WHAT YOU SHOULD DO ▸
From the records below, take each line where the string "SocketAddr" shows up and copy it.

↓↓↓

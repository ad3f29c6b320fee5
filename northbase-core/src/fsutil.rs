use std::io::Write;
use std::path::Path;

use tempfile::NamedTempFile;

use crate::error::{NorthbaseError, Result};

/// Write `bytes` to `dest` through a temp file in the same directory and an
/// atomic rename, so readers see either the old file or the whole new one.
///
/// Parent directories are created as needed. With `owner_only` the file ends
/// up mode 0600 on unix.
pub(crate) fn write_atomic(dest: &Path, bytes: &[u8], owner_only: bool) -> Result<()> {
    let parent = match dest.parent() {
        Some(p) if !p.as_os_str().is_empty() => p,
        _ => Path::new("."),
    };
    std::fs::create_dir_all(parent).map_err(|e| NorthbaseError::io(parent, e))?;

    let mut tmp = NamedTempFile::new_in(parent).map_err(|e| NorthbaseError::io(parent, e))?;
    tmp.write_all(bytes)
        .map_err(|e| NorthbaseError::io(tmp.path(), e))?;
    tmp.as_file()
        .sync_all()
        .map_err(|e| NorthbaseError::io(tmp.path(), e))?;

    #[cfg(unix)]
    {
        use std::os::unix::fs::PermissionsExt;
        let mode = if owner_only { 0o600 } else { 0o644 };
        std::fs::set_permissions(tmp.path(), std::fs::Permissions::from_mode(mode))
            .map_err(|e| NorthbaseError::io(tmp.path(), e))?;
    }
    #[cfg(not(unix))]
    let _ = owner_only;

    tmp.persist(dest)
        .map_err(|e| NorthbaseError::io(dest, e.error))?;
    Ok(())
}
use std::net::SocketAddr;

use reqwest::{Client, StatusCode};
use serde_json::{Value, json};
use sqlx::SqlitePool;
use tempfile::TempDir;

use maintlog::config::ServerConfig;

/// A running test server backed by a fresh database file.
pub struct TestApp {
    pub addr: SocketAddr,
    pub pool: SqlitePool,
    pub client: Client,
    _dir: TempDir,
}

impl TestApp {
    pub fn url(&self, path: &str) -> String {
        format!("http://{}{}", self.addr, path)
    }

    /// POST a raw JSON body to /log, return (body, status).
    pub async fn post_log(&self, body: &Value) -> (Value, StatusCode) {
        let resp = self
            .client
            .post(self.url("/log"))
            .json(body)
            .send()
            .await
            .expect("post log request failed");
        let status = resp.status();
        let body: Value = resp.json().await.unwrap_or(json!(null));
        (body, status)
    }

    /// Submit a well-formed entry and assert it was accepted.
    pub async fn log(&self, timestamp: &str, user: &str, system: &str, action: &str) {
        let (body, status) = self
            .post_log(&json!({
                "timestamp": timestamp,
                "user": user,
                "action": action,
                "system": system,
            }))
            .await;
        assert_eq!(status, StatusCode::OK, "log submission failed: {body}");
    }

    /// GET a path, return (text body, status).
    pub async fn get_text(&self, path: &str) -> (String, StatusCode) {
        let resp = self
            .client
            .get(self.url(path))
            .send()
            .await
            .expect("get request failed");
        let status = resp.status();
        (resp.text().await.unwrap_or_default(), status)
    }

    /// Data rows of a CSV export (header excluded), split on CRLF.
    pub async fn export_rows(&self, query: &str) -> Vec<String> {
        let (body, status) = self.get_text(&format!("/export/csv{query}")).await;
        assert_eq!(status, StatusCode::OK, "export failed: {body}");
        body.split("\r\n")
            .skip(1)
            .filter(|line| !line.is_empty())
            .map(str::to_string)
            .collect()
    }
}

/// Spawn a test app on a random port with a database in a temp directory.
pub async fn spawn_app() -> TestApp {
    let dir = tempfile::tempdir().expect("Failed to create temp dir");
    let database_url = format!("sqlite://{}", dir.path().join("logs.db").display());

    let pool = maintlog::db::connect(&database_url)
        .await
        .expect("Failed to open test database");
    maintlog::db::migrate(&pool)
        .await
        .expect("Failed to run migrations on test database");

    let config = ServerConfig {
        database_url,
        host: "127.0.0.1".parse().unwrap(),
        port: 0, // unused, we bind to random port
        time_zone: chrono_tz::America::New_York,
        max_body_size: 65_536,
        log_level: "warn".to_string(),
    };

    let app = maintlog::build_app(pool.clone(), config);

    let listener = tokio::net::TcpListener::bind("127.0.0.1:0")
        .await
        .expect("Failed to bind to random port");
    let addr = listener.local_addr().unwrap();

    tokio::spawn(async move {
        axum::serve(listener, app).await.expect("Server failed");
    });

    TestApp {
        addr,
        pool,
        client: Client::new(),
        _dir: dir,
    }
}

↑↑↑
↓↓↓

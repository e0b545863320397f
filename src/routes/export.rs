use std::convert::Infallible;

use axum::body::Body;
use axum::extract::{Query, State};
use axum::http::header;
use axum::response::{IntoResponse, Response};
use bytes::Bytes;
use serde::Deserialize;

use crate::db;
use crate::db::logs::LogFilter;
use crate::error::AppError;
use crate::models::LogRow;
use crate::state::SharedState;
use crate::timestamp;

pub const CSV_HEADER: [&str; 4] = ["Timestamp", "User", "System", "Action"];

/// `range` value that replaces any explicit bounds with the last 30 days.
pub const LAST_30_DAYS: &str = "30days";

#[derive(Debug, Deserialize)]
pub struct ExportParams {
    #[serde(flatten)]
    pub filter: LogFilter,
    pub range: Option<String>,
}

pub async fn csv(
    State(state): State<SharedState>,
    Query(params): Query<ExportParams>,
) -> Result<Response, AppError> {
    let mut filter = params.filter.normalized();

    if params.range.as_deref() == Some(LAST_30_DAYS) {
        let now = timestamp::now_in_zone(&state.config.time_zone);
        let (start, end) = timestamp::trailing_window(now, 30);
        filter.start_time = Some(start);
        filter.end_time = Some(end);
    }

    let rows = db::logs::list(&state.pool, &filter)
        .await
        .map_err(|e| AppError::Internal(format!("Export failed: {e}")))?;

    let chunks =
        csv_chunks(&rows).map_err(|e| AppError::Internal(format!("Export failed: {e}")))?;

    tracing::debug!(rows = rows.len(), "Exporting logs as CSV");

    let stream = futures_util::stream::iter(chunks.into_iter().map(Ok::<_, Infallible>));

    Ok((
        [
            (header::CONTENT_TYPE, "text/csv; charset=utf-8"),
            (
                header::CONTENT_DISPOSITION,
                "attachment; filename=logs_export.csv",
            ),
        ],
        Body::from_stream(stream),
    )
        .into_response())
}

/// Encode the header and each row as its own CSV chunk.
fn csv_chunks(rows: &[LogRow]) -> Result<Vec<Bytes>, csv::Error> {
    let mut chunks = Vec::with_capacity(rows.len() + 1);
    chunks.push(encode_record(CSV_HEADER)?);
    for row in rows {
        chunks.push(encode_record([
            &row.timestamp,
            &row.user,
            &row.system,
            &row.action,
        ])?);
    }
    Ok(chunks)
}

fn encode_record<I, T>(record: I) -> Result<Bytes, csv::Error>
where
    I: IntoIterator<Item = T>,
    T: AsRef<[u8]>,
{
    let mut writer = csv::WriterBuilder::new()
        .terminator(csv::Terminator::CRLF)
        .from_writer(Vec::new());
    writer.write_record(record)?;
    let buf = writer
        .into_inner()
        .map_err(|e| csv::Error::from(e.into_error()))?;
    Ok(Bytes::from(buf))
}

↑↑↑
↓↓↓

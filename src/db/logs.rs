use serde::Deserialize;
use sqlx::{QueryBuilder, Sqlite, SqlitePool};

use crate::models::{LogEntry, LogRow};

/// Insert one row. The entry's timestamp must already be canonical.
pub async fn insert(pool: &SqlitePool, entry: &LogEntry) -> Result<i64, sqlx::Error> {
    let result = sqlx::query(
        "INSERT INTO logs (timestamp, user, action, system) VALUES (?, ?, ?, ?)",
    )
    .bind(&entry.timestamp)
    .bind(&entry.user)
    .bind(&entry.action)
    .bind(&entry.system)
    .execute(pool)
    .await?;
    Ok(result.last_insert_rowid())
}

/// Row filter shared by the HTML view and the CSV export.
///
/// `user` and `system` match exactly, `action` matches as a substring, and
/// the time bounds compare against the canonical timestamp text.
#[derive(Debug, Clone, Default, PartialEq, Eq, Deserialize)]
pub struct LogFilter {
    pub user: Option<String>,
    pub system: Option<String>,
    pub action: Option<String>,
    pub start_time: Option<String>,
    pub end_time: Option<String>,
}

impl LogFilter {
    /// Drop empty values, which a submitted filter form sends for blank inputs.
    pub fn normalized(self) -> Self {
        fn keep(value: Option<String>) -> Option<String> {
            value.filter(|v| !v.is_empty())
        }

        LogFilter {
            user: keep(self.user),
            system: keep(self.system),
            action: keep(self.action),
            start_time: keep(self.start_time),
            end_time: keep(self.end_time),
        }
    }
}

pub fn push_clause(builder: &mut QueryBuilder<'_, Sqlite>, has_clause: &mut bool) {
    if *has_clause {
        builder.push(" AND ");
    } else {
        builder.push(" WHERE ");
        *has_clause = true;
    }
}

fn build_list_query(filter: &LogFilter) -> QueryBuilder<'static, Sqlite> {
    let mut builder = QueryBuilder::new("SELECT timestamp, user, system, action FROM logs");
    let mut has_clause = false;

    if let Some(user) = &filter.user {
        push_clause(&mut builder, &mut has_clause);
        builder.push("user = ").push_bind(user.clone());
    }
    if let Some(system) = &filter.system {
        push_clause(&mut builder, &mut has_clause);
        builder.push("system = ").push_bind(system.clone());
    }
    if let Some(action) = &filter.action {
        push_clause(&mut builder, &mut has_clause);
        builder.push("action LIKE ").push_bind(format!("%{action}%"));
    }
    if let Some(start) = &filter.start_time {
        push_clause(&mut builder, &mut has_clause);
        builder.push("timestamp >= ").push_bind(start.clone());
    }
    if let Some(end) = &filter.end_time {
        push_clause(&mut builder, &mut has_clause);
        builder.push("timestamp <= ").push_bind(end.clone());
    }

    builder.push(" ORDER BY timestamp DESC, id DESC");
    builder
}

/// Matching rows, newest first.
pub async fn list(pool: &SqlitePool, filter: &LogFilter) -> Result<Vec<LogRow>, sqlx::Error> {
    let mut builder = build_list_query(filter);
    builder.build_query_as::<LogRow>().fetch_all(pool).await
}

↑↑↑

TASK OUTPUT ▸
use std::net::SocketAddr;
    pub addr: SocketAddr,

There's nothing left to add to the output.